# Work instructions
When you reach the line containing "assert!(LOADER_RELEASE_MS < LOADER_HIDE_MS);", begin copying exactly, and keep going through the last line of the records below, copying nothing before it.
:: Given information ::
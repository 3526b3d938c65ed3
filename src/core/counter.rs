use super::constants::{COUNTER_DURATION_MS, COUNTER_STEPS};

/// Leading integer of `text`, following `parseInt(text, 10)`: leading
/// whitespace and one sign are accepted, parsing stops at the first
/// non-digit. `None` when no digit is found. Values beyond `i64` saturate.
pub fn parse_leading_int(text: &str) -> Option<i64> {
    let trimmed = text.trim_start();
    let (negative, rest) = match trimmed.as_bytes().first() {
        Some(b'-') => (true, &trimmed[1..]),
        Some(b'+') => (false, &trimmed[1..]),
        _ => (false, trimmed),
    };
    let digits: &str = rest
        .char_indices()
        .find(|(_, c)| !c.is_ascii_digit())
        .map_or(rest, |(i, _)| &rest[..i]);
    if digits.is_empty() {
        return None;
    }
    let value = digits.bytes().fold(0i64, |acc, b| {
        acc.saturating_mul(10).saturating_add(i64::from(b - b'0'))
    });
    Some(if negative { -value } else { value })
}

/// Fixed-step count-up from zero to `target`, one text per tick.
///
/// Yields `floor(current) + suffix` for intermediate ticks and exactly
/// `target + suffix` on the last one, then ends.
#[derive(Clone, Debug)]
pub struct CountUp {
    target: i64,
    current: f64,
    increment: f64,
    suffix: String,
    done: bool,
}

impl CountUp {
    pub fn new(target: i64, suffix: impl Into<String>) -> Self {
        Self {
            target,
            current: 0.0,
            increment: target as f64 / COUNTER_STEPS as f64,
            suffix: suffix.into(),
            done: false,
        }
    }

    /// Interval between ticks in milliseconds.
    pub fn step_ms() -> u32 {
        COUNTER_DURATION_MS / COUNTER_STEPS
    }

    pub fn is_done(&self) -> bool {
        self.done
    }
}

impl Iterator for CountUp {
    type Item = String;

    fn next(&mut self) -> Option<String> {
        if self.done {
            return None;
        }
        self.current += self.increment;
        // A non-positive target has nothing to count through.
        if self.increment <= 0.0 || self.current >= self.target as f64 {
            self.done = true;
            return Some(format!("{}{}", self.target, self.suffix));
        }
        Some(format!("{}{}", self.current.floor() as i64, self.suffix))
    }
}
/// What a global key press asks the page to do.
#[derive(Clone, Copy, Debug, PartialEq, Eq)]
pub enum KeyAction {
    /// Collapse the expanded card and close the mobile menu.
    Dismiss,
}

#[inline]
pub fn action_for_key(key: &str) -> Option<KeyAction> {
    match key {
        "Escape" | "Esc" => Some(KeyAction::Dismiss),
        _ => None,
    }
}
// Host-side tests for constants and their relationships.
// The main crate is wasm-only, so we include the pure-Rust modules directly.

#![allow(dead_code)]
mod constants {
    include!("../src/core/constants.rs");
}

use constants::*;

#[test]
#[allow(clippy::assertions_on_constants)]
fn grid_falloff_peaks_where_expected() {
    assert!(GRID_STRIDE > 0.0);
    assert!(GRID_MAX_DISTANCE > GRID_STRIDE);
    assert!((GRID_BASE_OPACITY + GRID_OPACITY_GAIN - 0.55).abs() < 1e-12);
    assert_eq!(GRID_BASE_RADIUS + GRID_RADIUS_GAIN, 3.0);
    assert!(GRID_OVERLAY_OPACITY < GRID_BASE_OPACITY);
    assert!(GRID_LINK_OPACITY_RATIO > 0.0 && GRID_LINK_OPACITY_RATIO <= 1.0);
}

#[test]
#[allow(clippy::assertions_on_constants)]
fn timings_are_consistent() {
    assert_eq!(COUNTER_DURATION_MS % COUNTER_STEPS, 0);
    assert!(LOADER_RELEASE_MS < LOADER_HIDE_MS);
    assert!(CARD_SETTLE_MS > 0);
    assert!(CAROUSEL_PERIOD_MS > CARD_SETTLE_MS);
}

#[test]
#[allow(clippy::assertions_on_constants)]
fn motion_factors_stay_subtle() {
    assert!(MAGNETIC_STRENGTH > 0.0 && MAGNETIC_STRENGTH < 1.0);
    assert!(TILT_DIVISOR > 1.0);
    assert!(HERO_FADE_SPAN > 0.0 && HERO_FADE_SPAN < 1.0);
    assert!(WORK_ITEM_DIM_OPACITY > 0.0 && WORK_ITEM_DIM_OPACITY < 1.0);
    assert!(CARD_EXPAND_SCALE > 1.0);
}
:::
# Answer to this exercise
    assert!(LOADER_RELEASE_MS < LOADER_HIDE_MS);
    assert!(CARD_SETTLE_MS > 0);
    assert!(CAROUSEL_PERIOD_MS > CARD_SETTLE_MS);
}

#[test]
#[allow(clippy::assertions_on_constants)]
fn motion_factors_stay_subtle() {
    assert!(MAGNETIC_STRENGTH > 0.0 && MAGNETIC_STRENGTH < 1.0);
    assert!(TILT_DIVISOR > 1.0);
    assert!(HERO_FADE_SPAN > 0.0 && HERO_FADE_SPAN < 1.0);
    assert!(WORK_ITEM_DIM_OPACITY > 0.0 && WORK_ITEM_DIM_OPACITY < 1.0);
    assert!(CARD_EXPAND_SCALE > 1.0);
}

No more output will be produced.